Beautiful, great workmanship.


----------



## Nancyn

Talented! Nice job hubby!


----------



## Orla Porig

Fantastic work.


----------



## reborn knitter

Beautiful! The attention to detail is amazing! I am in awe of people who can work with what I call "unforgiving material" like wood or ceramics. Fabric and yarn are so much easier to manipulate to hide imperfections. I don't know what I'd do if a couldn't ease material or aggressively block something!


----------



## BeadsbyBeadz

I agree with all the other comments - beautiful workmanship and such detail. Has he done others that you can share photos of? This one is a beauty!


----------



## mperrone

Your husband has an amazing talent, especially having to overcome his illness. He's wonderful!


----------



## wjeanc

Wow! He's talented. Great job.


----------



## ChristineM

Exquisite to say the least! What a talented man he is with such attention to detail!


----------



## nenotn

Simply wonderful and so realistic. Can't imagine the concentration and imagination this creation took. Kudos!!


----------



## spins2knit

That is a stunning display of fine craftsmanship.


----------



## Rev.Oz

I think it is fantastic! thanks for sharing. Rev Oz


----------



## MissyLou

OH MY! True works of art!!


----------



## Swedenme

It's lovely


----------



## eastend

That is beautiful, every detail is perfect.


----------



## Cdambro

What an amazing talent he has.
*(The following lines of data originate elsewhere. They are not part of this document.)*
use clap::Parser;
use log::{debug, LevelFilter};
use snafu::ErrorCompat;

mod args;
mod census;

use crate::args::Args;
use crate::census::{build_options, run_dashboard, CensusResult, Overrides};

fn run(args: &Args) -> CensusResult<()> {
    let overrides = Overrides {
        assets_dir: args.assets.clone(),
        year: args.year,
        religion: args.religion.clone(),
        strict: args.strict,
        out: args.out.clone(),
        long_csv: args.long_csv.clone(),
        reference: args.reference.clone(),
    };
    let opts = build_options(args.config.as_deref(), &overrides)?;
    run_dashboard(&opts)
}

fn main() {
    let args = Args::parse();

    let default_level = if args.verbose {
        LevelFilter::Debug
    } else {
        LevelFilter::Info
    };
    env_logger::Builder::new()
        .filter_level(default_level)
        .parse_default_env()
        .init();
    debug!("args: {:?}", args);

    if let Err(e) = run(&args) {
        eprintln!("An error occured: {}", e);
        if let Some(source) = std::error::Error::source(&e) {
            eprintln!("caused by: {}", source);
        }
        if let Some(bt) = ErrorCompat::backtrace(&e) {
            eprintln!("trace: {}", bt);
        }
        std::process::exit(1);
    }
}
/*!

This is the long-form manual for `census_religion` and `relcensus`.

## Input files

`relcensus` reads four JSON files, by default from the current directory:
* `counties.json` the county lookup
* `religious_denominations_2011.json` and `religious_denominations_2022.json` the yearly tables
* `change_between_2011_and_2022_by_district.json` the change table
* `geo.json` (optional) the district boundaries, passed untouched to the map charts

### `counties.json`

A list of counties, each with the identifiers of its districts:

```json
[
  {"name": "Pest", "ids": ["001", "002"]},
  {"name": "Baranya", "ids": ["010"]}
]
```

A district may only be listed under one county.

### Yearly tables

One object per district, with the number of people for each religion:

```json
[
  {"id": "001", "catholic": 100, "calvinist": 20, "lutheran": 3, "orthodox_christian": 0,
   "other_christian": 4, "jewish": 0, "other": 1, "atheist": 12}
]
```

The identifier may be a string or an integer. Strings are kept as they are (including leading
zeros), integers are written in decimal. A table may carry only some of the religions: the
missing ones are not charted, and a religion absent from a single row shows as a blank district.
A value that is not a number (or `null`) is an error.

### Change table

Same shape as the yearly tables, with the keys prefixed by `change_` (`change_catholic`, ...).
The values are fractions: `-0.02` is a loss of 2 percentage points. They are converted to
percentage points, rounded to 2 decimals (half to even), only when producing long rows or the
change map.

## Unknown districts

A district that is not listed in `counties.json` is dropped from the joined table by default,
with a warning in the logs and a count in the `joinReport` section of the output. Pass `--strict`
(or `"joinMode": "strict"` in the configuration) to make it an error instead.

## Configuration file

All the options can be set in a JSON file passed with `--config`:

```json
{
  "assets": {
    "directory": "assets",
    "countiesFile": "counties.json",
    "changeFile": "change_between_2011_and_2022_by_district.json",
    "geoJsonFile": "geo.json",
    "yearFiles": {"2011": "religious_denominations_2011.json"}
  },
  "joinMode": "permissive",
  "outputSettings": {"year": 2022, "religion": "calvinist", "outputFile": "summary.json"}
}
```

Relative paths are resolved from the directory of the configuration file. Command line flags
take precedence over the configuration file.

## Output

The summary is a JSON object with the selection, the county names, the join reports and the chart specifications:
`map`, `religionBar`, `allReligionsBar`, `changeMap` and `changeBar`.
With `--long-csv`, the long table of the selected year is also written as CSV
(`id,county,group,value`).

*/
Just beautiful work.


----------



## Aimee'smom

How wonderful to be able to do things like that - he is truly talented.


----------



## sjsann

Such detail, they are wonderful.


----------



## jditlin

Awesome work!


----------



## Ruddersrun

Wonderful!
And do I see a little of your work inside?


----------



## Wadaknox

Great workmanship! It is museum quality,


----------



## 44gram

Oh how lovely!!!!


----------



## Jaevick

Stunning. Impressive. Awe-inspiring. Amazing. And I could think of 100 more words to describe his art. Be sure to let him read all of our comments.


----------



## momcat531

sandyridge said:


> That is quite an accomplishment-looks like museum quality.


This is awesome!


----------



## kmangal16

Ruddersrun said:


> Wonderful!
> And do I see a little of your work inside?


Thank you Ruddersrun,

Yes, he did have me make the bed throw and pillows. Lol :sm09:


----------



## Sjlegrandma

I don't just like it, I love it. What an amazing talent he has.


----------



## maureenb

Beautiful,so detailed!


----------



## Sand101

Amazing he is very talented Beautiful Beautiful


----------



## Roses and cats

Wonderful work! He is so talented.


----------



## pfoley

That is amazing.


----------



## Mirror

very nice job . When I read 8 months thought as this is a big job but when I saw inside this is very big job . He is talented .


----------



## SeasideKnit

That is awesome - outside and inside! What great talents!!!


----------



## ManyClouds

What a talented husband you have. It would make the perfect family heirloom.


----------



## messymissy

Absolutely adore it. Love all the detail and the interior.


----------



## Naneast

Amazing handy work. :sm24:


----------



## knitteerli

Love it. Wish I had a sweet caravan like that. I'd sell up and take off to see the world.


----------



## MrsB

That is a classic piece of artwork. Would dollhouse-size people fit inside?


----------



## iShirl

Like it?? I LOVE it!! And besides being beautiful, he finished the inside. What talent he has...


----------



## Top Tier Knits

whitetail said:


> Beautiful, great workmanship.


I agree !


----------



## junebjh

That is a great talent.


----------



## Mary Cardiff

Beautiful work,is that your work inside covers,


----------



## run4fittness

Stunning piece :sm24:


----------



## Grandma G.

WOW, it's a beauty.


----------



## Nanamel14

Wow amazing work


----------



## ParkerEliz

Beautiful!! Did you knit the miniature coverlet and pillows?


----------



## mama879

Wow that is amazing he should be very proud. A true artist.


----------



## LadyBecket

Thank you so much for sharing his beautiful work! It's absolutely stunning!! I love how he finished the inside of the wagon too. When I was a little girl I dreamed of having a horse and gypsy wagon and travel all over the country. This would have been perfect for me, except in larger dimensions of course!!


----------



## jeannietta

Love it.


----------



## Aunty M

kmangal16 said:


> Hubby has an hereditary condition known as Charcot Marie Tooth, (CMT) which affects the muscles and nerves. Despite his disability, he loves to make models from photographs and drawings. These are a couple of photos of his latest creation. My BIL took him to a local car boot sale and he bought the shire horse. This gave him the idea to make a model gypsy caravan. It has taken him about eight months to build and he completed it a couple of weeks ago. Hope you like it. Thanks for looking.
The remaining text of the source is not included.